C. S. Lewis

Dios ama al hombre

El amor puede perdonar todas las flaquezas y seguir amando a pesar de las debilidades del amado, pero no puede cejar en su empeño de eliminarlas. El amor es más sensible que el odio a las manchas del amado. Su «sensibilidad es más suave y delicada que los tiernos cuernos del caracol». El amor tiene una capacidad de perdón superior a cualquier otro poder. Pero es también el menos dispuesto de todos a tolerar las manchas del amado, y aunque se satisface con poco, lo exige todo.

Cuando el cristianismo dice que Dios ama al hombre, quiere decir exactamente que lo ama. La idea cristiana del amor divino no significa, pues, que Dios se ocupe de nuestro bienestar con indiferencia o desinterés, sino que somos objetos de su amor. He ahí una impresionante y sorprendente verdad. ¿No preguntábamos por un Dios que fuera amor? Pues aquí lo tenemos. El magno espíritu alegremente invocado, el «Señor de aspecto terrible», está presente. No es la senil benevolencia que desea perezosamente que cada cual sea feliz a su modo, ni la gris filantropía de un magistrado escrupuloso, ni tampoco la solicitud del anfitrión deseoso de atender bien a sus invitados, sino un fuego voraz, el amor creador de los mundos, tenaz como el amor del artista por su obra, despótico como el del hombre por el perro, providente y venerable como el del padre por su hijo, celoso, inflexible y exigente como el amor entre los sexos. (…)

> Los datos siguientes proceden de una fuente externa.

// SPDX-License-Identifier: PMPL-1.0-or-later
//! Uniform access to the two filter container shapes.
//!
//! A specification's top-level filter list and a nested [`FilterGroup`] both
//! hold an ordered list of children. [`Container`] lets the rewriter take,
//! clear and refill either one without caring which it holds.
//!
//! A `Container` borrows its group mutably. The rewriter recurses into a
//! nested group through a `Container` and only moves the group back into its
//! parent after that borrow has ended, so a group handed back to its parent
//! cannot be mutated through its adapter again.

use std::fmt;

use serde::{Deserialize, Serialize};
use virtassoc_filter::{FilterGroup, FilterNode, GroupOperator, Predicate};

/// Mutable adapter over a filter container.
#[derive(Debug)]
pub enum Container<'a> {
    /// Top-level filter list of a specification (implicit AND).
    Root(&'a mut Vec<FilterNode>),
    /// A nested boolean group.
    Group(&'a mut FilterGroup),
}

impl Container<'_> {
    fn children_mut(&mut self) -> &mut Vec<FilterNode> {
        match self {
            Container::Root(filters) => filters,
            Container::Group(group) => &mut group.children,
        }
    }

    fn children(&self) -> &[FilterNode] {
        match self {
            Container::Root(filters) => filters,
            Container::Group(group) => &group.children,
        }
    }

    /// Remove and return every child, leaving the container empty.
    pub fn take_children(&mut self) -> Vec<FilterNode> {
        std::mem::take(self.children_mut())
    }

    pub fn clear(&mut self) {
        self.children_mut().clear();
    }

    pub fn push(&mut self, node: impl Into<FilterNode>) {
        self.children_mut().push(node.into());
    }

    pub fn len(&self) -> usize {
        self.children().len()
    }

    pub fn is_empty(&self) -> bool {
        self.children().is_empty()
    }

    /// Operator joining the children; the root list is a conjunction.
    pub fn operator(&self) -> GroupOperator {
        match self {
            Container::Root(_) => GroupOperator::And,
            Container::Group(group) => group.operator,
        }
    }
}

/// Position of a container in the filter tree: child indices from the root.
///
/// Rewriting only ever appends to a container, so a path recorded during the
/// rewrite stays valid until the tree is handed back.
#[derive(Debug, Clone, Default, PartialEq, Eq, Hash, Serialize, Deserialize)]
pub struct ContainerPath(Vec<usize>);

impl ContainerPath {
    pub fn root() -> Self {
        Self::default()
    }

    /// Path of the child at `index` of this container.
    pub fn child(&self, index: usize) -> Self {
        let mut indices = self.0.clone();
        indices.push(index);
        Self(indices)
    }

    pub fn is_root(&self) -> bool {
        self.0.is_empty()
    }

    pub fn depth(&self) -> usize {
        self.0.len()
    }

    pub fn indices(&self) -> &[usize] {
        &self.0
    }
}

impl fmt::Display for ContainerPath {
    fn fmt(&self, f: &mut fmt::Formatter<'_>) -> fmt::Result {
        write!(f, "root")?;
        for index in &self.0 {
            write!(f, "/{index}")?;
        }
        Ok(())
    }
}

/// Resolve `path` to a mutable container inside `filters`.
///
/// Returns `None` if the path does not lead to a group.
pub fn locate<'a>(filters: &'a mut Vec<FilterNode>, path: &ContainerPath) -> Option<Container<'a>> {
    let Some((first, rest)) = path.0.split_first() else {
        return Some(Container::Root(filters));
    };
    let mut group = match filters.get_mut(*first)? {
        FilterNode::Group(group) => group,
        FilterNode::Predicate(_) => return None,
    };
    for &index in rest {
        group = match group.children.get_mut(index)? {
            FilterNode::Group(inner) => inner,
            FilterNode::Predicate(_) => return None,
        };
    }
    Some(Container::Group(group))
}

/// Direct predicate children of the container at `path`.
pub fn predicates_at<'a>(
    filters: &'a [FilterNode],
    path: &ContainerPath,
) -> Option<Vec<&'a Predicate>> {
    let mut children = filters;
    for &index in &path.0 {
        children = match children.get(index)? {
            FilterNode::Group(group) => &group.children,
            FilterNode::Predicate(_) => return None,
        };
    }
    Some(children.iter().filter_map(FilterNode::as_predicate).collect())
}

#[cfg(test)]
mod tests {
    use super::*;

    fn tree() -> Vec<FilterNode> {
        vec![
            Predicate::equals("a", 1).into(),
            FilterGroup::or([
                Predicate::equals("b", 2).into(),
                FilterGroup::not_and([Predicate::equals("c", 3).into()]).into(),
            ])
            .into(),
        ]
    }

    #[test]
    fn test_take_children_empties_container() {
        let mut filters = tree();
        let mut root = Container::Root(&mut filters);
        let taken = root.take_children();
        assert_eq!(taken.len(), 2);
        assert!(root.is_empty());
    }

    #[test]
    fn test_group_push_and_clear() {
        let mut group = FilterGroup::new(GroupOperator::Or);
        let mut container = Container::Group(&mut group);
        container.push(Predicate::equals("x", 1));
        container.push(Predicate::equals("y", 2));
        assert_eq!(container.len(), 2);
        assert_eq!(container.operator(), GroupOperator::Or);
        container.clear();
        assert!(group.children.is_empty());
    }

    #[test]
    fn test_locate_nested_group() {
        let mut filters = tree();
        let path = ContainerPath::root().child(1).child(1);
        let mut container = locate(&mut filters, &path).unwrap();
        assert_eq!(container.operator(), GroupOperator::NotAnd);
        container.push(Predicate::equals("d", 4));

        let fields: Vec<&str> = predicates_at(&filters, &path)
            .unwrap()
            .into_iter()
            .map(Predicate::field)
            .collect();
        assert_eq!(fields, vec!["c", "d"]);
    }

    #[test]
    fn test_locate_rejects_predicate_index() {
        let mut filters = tree();
        assert!(locate(&mut filters, &ContainerPath::root().child(0)).is_none());
        assert!(locate(&mut filters, &ContainerPath::root().child(9)).is_none());
        assert!(predicates_at(&filters, &ContainerPath::root().child(0)).is_none());
    }

    #[test]
    fn test_path_display() {
        assert_eq!(ContainerPath::root().to_string(), "root");
        assert_eq!(ContainerPath::root().child(2).child(0).to_string(), "root/2/0");
    }

    #[test]
    fn test_path_indices() {
        let path = ContainerPath::root().child(2).child(0);
        assert!(ContainerPath::root().is_root());
        assert!(!path.is_root());
        assert_eq!(path.depth(), 2);
        assert_eq!(path.indices(), &[2, 0]);
    }
}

El problema de reconciliar el dolor humano con la existencia de un Dios que es amor resulta insoluble únicamente si damos a la palabra «amor» un sentido trivial, si consideramos las cosas como si el hombre fuera el autor de ellas. Pero el hombre no es el centro. Dios no existe por motivo del hombre; y el hombre no es la causa de su propia existencia: «Tú creaste todas las cosas, y por tu voluntad existen y fueron creadas». La principal razón de la creación no fue que el hombre pudiera amar a Dios, aunque también fue creado para amarlo, sino que Dios pudiera amar al hombre, que pudiéramos convertirnos en objetos en los que el amor divino pudiera «complacerse». Pedir que el amor de Dios se contente con nosotros tal como somos significa pedir que Dios deje de ser Dios. Habida cuenta de que Dios es el que es, su amor, por imperativo de la naturaleza misma de las cosas, tiene que ser dificultado y rechazado por ciertas manchas de nuestro actual carácter. Y como Él nos ama previamente, tiene que afanarse por hacer de nosotros seres dignos de ser amados. Tan absurdo como el deseo de la criada pordiosera de que el rey Copetua estuviera contento con sus harapos e inmundicia, o como la pretensión del perro que ha aprendido a amar a un hombre de que el dueño tolerara en su hogar los ladridos, parásitos y suciedad de una criatura procedente de una jauría salvaje, sería el empeño en que Dios se resignara, ni siquiera en nuestros mejores momentos, con nuestras actuales impurezas. Lo que en ese caso llamamos nuestra «felicidad» no se ajusta al parecer de Dios. Cuando nos hagamos seres a los que Él pueda amar sin obstáculos, entonces seremos realmente felices.